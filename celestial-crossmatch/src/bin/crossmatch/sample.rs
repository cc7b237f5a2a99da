//! `crossmatch sample`: write the demo catalogs to disk

use crate::cli::{Cli, SampleArgs};
use anyhow::Context;
use celestial_crossmatch::{sample_catalogs, write_catalog_csv};
use std::fs;

pub fn run(args: &SampleArgs, _cli: &Cli) -> anyhow::Result<()> {
    if !args.output_dir.exists() {
        fs::create_dir_all(&args.output_dir)
            .with_context(|| format!("Failed to create {:?}", args.output_dir))?;
    }
    let sample = sample_catalogs(args.seed)?;

    let gamma_path = args.output_dir.join("gamma.csv");
    let stars_path = args.output_dir.join("stars.csv");
    write_catalog_csv(&gamma_path, &sample.primary)
        .with_context(|| format!("Failed to write {:?}", gamma_path))?;
    write_catalog_csv(&stars_path, &sample.secondary)
        .with_context(|| format!("Failed to write {:?}", stars_path))?;

    println!(
        "Wrote {} primary sources to {:?}",
        sample.primary.len(),
        gamma_path
    );
    println!(
        "Wrote {} secondary sources to {:?} ({} planted near primaries)",
        sample.secondary.len(),
        stars_path,
        sample.planted.len()
    );
    Ok(())
}
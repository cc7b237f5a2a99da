#[allow(clippy::excessive_precision)]
#[allow(clippy::approx_constant)]
pub const PI: f64 = 3.141592653589793238462643;

#[allow(clippy::excessive_precision)]
pub const RAD_TO_DEG: f64 = 57.29577951308232087679815;

pub const ARCMIN_PER_DEGREE: f64 = 60.0;

pub const DEGREES_PER_CIRCLE: f64 = 360.0;

/// Largest valid declination magnitude, in degrees.
pub const MAX_DECLINATION_DEG: f64 = 90.0;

******************************

## EXERCISE AIM
Each record above should be restated word for word.

## SOLUTION BELOW
filename celestial-crossmatch/src/bin/crossmatch/sample.rs
repository cc7b237f5a2a99da
//! `crossmatch sample`: write the demo catalogs to disk

use crate::cli::{Cli, SampleArgs};
use anyhow::Context;
use celestial_crossmatch::{sample_catalogs, write_catalog_csv};
use std::fs;

pub fn run(args: &SampleArgs, _cli: &Cli) -> anyhow::Result<()> {
    if !args.output_dir.exists() {
        fs::create_dir_all(&args.output_dir)
            .with_context(|| format!("Failed to create {:?}", args.output_dir))?;
    }
    let sample = sample_catalogs(args.seed)?;

    let gamma_path = args.output_dir.join("gamma.csv");
    let stars_path = args.output_dir.join("stars.csv");
    write_catalog_csv(&gamma_path, &sample.primary)
        .with_context(|| format!("Failed to write {:?}", gamma_path))?;
    write_catalog_csv(&stars_path, &sample.secondary)
        .with_context(|| format!("Failed to write {:?}", stars_path))?;

    println!(
        "Wrote {} primary sources to {:?}",
        sample.primary.len(),
        gamma_path
    );
    println!(
        "Wrote {} secondary sources to {:?} ({} planted near primaries)",
        sample.secondary.len(),
        stars_path,
        sample.planted.len()
    );
    Ok(())
}
repository cc7b237f5a2a99da
#[allow(clippy::excessive_precision)]
#[allow(clippy::approx_constant)]
pub const PI: f64 = 3.141592653589793238462643;

#[allow(clippy::excessive_precision)]
pub const RAD_TO_DEG: f64 = 57.29577951308232087679815;

pub const ARCMIN_PER_DEGREE: f64 = 60.0;

pub const DEGREES_PER_CIRCLE: f64 = 360.0;

/// Largest valid declination magnitude, in degrees.
pub const MAX_DECLINATION_DEG: f64 = 90.0;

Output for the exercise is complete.